Harlan Ellison's Watching...

Harlan Ellisonr Y'know, Dick Crew, who is the producer of this show, occasionally Dick'll say to me "Why don't you do a segment on... something, such & such." Not often, but sometimes, and he said to me "Why don't you do one on your heart attack?" I said "Awwwnnnn. It's old news and plenty of people out there watching who've probably had the same thing."

And then I thought about it a little bit and I thought maybe this much of it might be of interest to you: As a writer - that's how I make make my living, is dreaming up stuff - all my life I've written about mortality. Every story I've written and in virtually every science fiction story you read, there's a protagonist and there's a discussion in some way or other , either obliquely or profoundly or obviously, there'll be a discussion of mortality. And what that means - and we write about it very glibly - well, I gotta tell you, when

I had the heart attack in April of '96 and they took me into the ER and, I think it was April 12th, I guess, or April 10th is when they took me in and April 12th is when they cracked me open - I mean they cracked me open like a walnut.

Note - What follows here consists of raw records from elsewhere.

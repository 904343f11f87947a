//! # Module Capability Interfaces
//!
//! The hub invokes modules through two fixed interfaces. Each module is bound
//! to one hub address at construction and checks the caller itself on every
//! entry point; it never trusts that the hub filtered callers.
//!
//! ```text
//!   hub ──initialize(profile, bytes)──► FollowModule     ──► ack bytes
//!   hub ──process_follow(follower)────► FollowModule     ──► Ok | Err
//!   hub ──initialize(publication)─────► ReferenceModule  ──► ack bytes
//!   hub ──process(ctx)────────────────► ReferenceModule  ──► Ok | Err (may pay out)
//! ```

use crate::error::{ModuleError, Result};
use crate::types::{Address, ProfileId, PublicationId, ReferenceContext};

/// Reject any caller other than the hub
pub fn ensure_hub(hub: &Address, caller: &Address) -> Result<()> {
    if caller != hub {
        tracing::warn!(%caller, %hub, "rejected module call from non-hub caller");
        return Err(ModuleError::Unauthorized { caller: *caller });
    }
    Ok(())
}

/// Policy deciding whether an account may follow a profile
pub trait FollowModule: Send + Sync {
    /// Address the module is registered under
    fn address(&self) -> Address;

    /// Hub allowed to call this module
    fn hub(&self) -> Address;

    /// Bind the module to `profile` with opaque configuration bytes.
    /// Returns the bytes the hub emits in its audit event.
    fn initialize(&self, caller: &Address, profile: ProfileId, data: &[u8]) -> Result<Vec<u8>>;

    /// Gate a follow attempt. No state is recorded on success.
    fn process_follow(
        &self,
        caller: &Address,
        follower: &Address,
        profile: ProfileId,
        data: &[u8],
    ) -> Result<()>;

    /// Called by the hub before a follow NFT of `profile` changes hands
    /// between two accounts. Accepts by default.
    fn on_follow_nft_transfer(
        &self,
        caller: &Address,
        profile: ProfileId,
        _from: &Address,
        _to: &Address,
        _follow_nft_id: u64,
    ) -> Result<()> {
        ensure_hub(&self.hub(), caller)?;
        tracing::debug!(%profile, "follow nft transfer accepted");
        Ok(())
    }
}

/// Policy deciding whether an account may comment on or mirror a publication
pub trait ReferenceModule: Send + Sync {
    /// Address the module is registered under
    fn address(&self) -> Address;

    /// Hub allowed to call this module
    fn hub(&self) -> Address;

    /// Bind the module to `publication`. Returns the audit bytes.
    fn initialize(
        &self,
        caller: &Address,
        publication: PublicationId,
        data: &[u8],
    ) -> Result<Vec<u8>>;

    /// Gate a comment or mirror, paying out any reward before returning
    fn process(&self, caller: &Address, ctx: &ReferenceContext, data: &[u8]) -> Result<()>;
}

I didn't know at the time - if I'd have known what the procedure was, I probably would've plotzed.

They actually open you up and they take your heart out and lay it on this side and they take your lungs out and they lay 'em on that side and they work on you outside your body. It's like getting your car repaired and I keep thinking, invariably, when I get my car fixed, y'know, there's always a piece left over and you say "Shouldn't that be in there?" And the guy'll say "Oh no, no. That's the thermostat, you don't need that. They just put that in because... ramadoola, ramadoola, ramadoola..." and then he throws it in the garbage can, an' I'm thinking "Y'know, did they do that to me too when I was lying on the table? Was there something left over and they just kinda went 'Oh no, no. He doesn't need that. It's just a liver. Throw it away.'"

I suddenly found myself standing in the doorway, looking... at the other side, looking at ... death. And there's nothing. I mean, there's nothing there. I'm..., being a practicing atheist, you know, I don't think there's anything on the other side. But I finally looked at death. And I gotta tell you - it scared the crap outta me. Really scared me. All that braggadocio that I had written about, that writers do write about, that people talk about - particularly young people - "Well, live fast, die young and have a good looking corpse," which most people don't know where that comes from. It comes from a Willard Motley novel called Knock on Any Door. Uh... it's bull. It's crap. It's silliness.

If you were 101 years old, lying on table about to croak, all you would think is "Lemme make it to 102." And if you were 102, you'd say "lemme just have it 'til a hundred and three."

When the time comes to cash in, even those of us who're real smart alecs and think we're very tough, you kind of run screaming from it.

I tell you all this, not for any particular reason except I'm sure there's somebody watching out there right now, tokin' on something really unpleasant and bad and it's gonna kill you, or eating a toadburger or, you know, frying up your arteries with some crap, and I just thought I would mention it just on the off chance that maybe I might help you save your life.

I don't know. Maybe Dick was wrong. Maybe I shouldn'ta done it. I don't know...

Go away. Go away...

From Sci-Fi Buzz, episode unknown

Publishing Rights to 'Harlan Ellison's Watching' copyright 1996 the Killimanjaro Corporation.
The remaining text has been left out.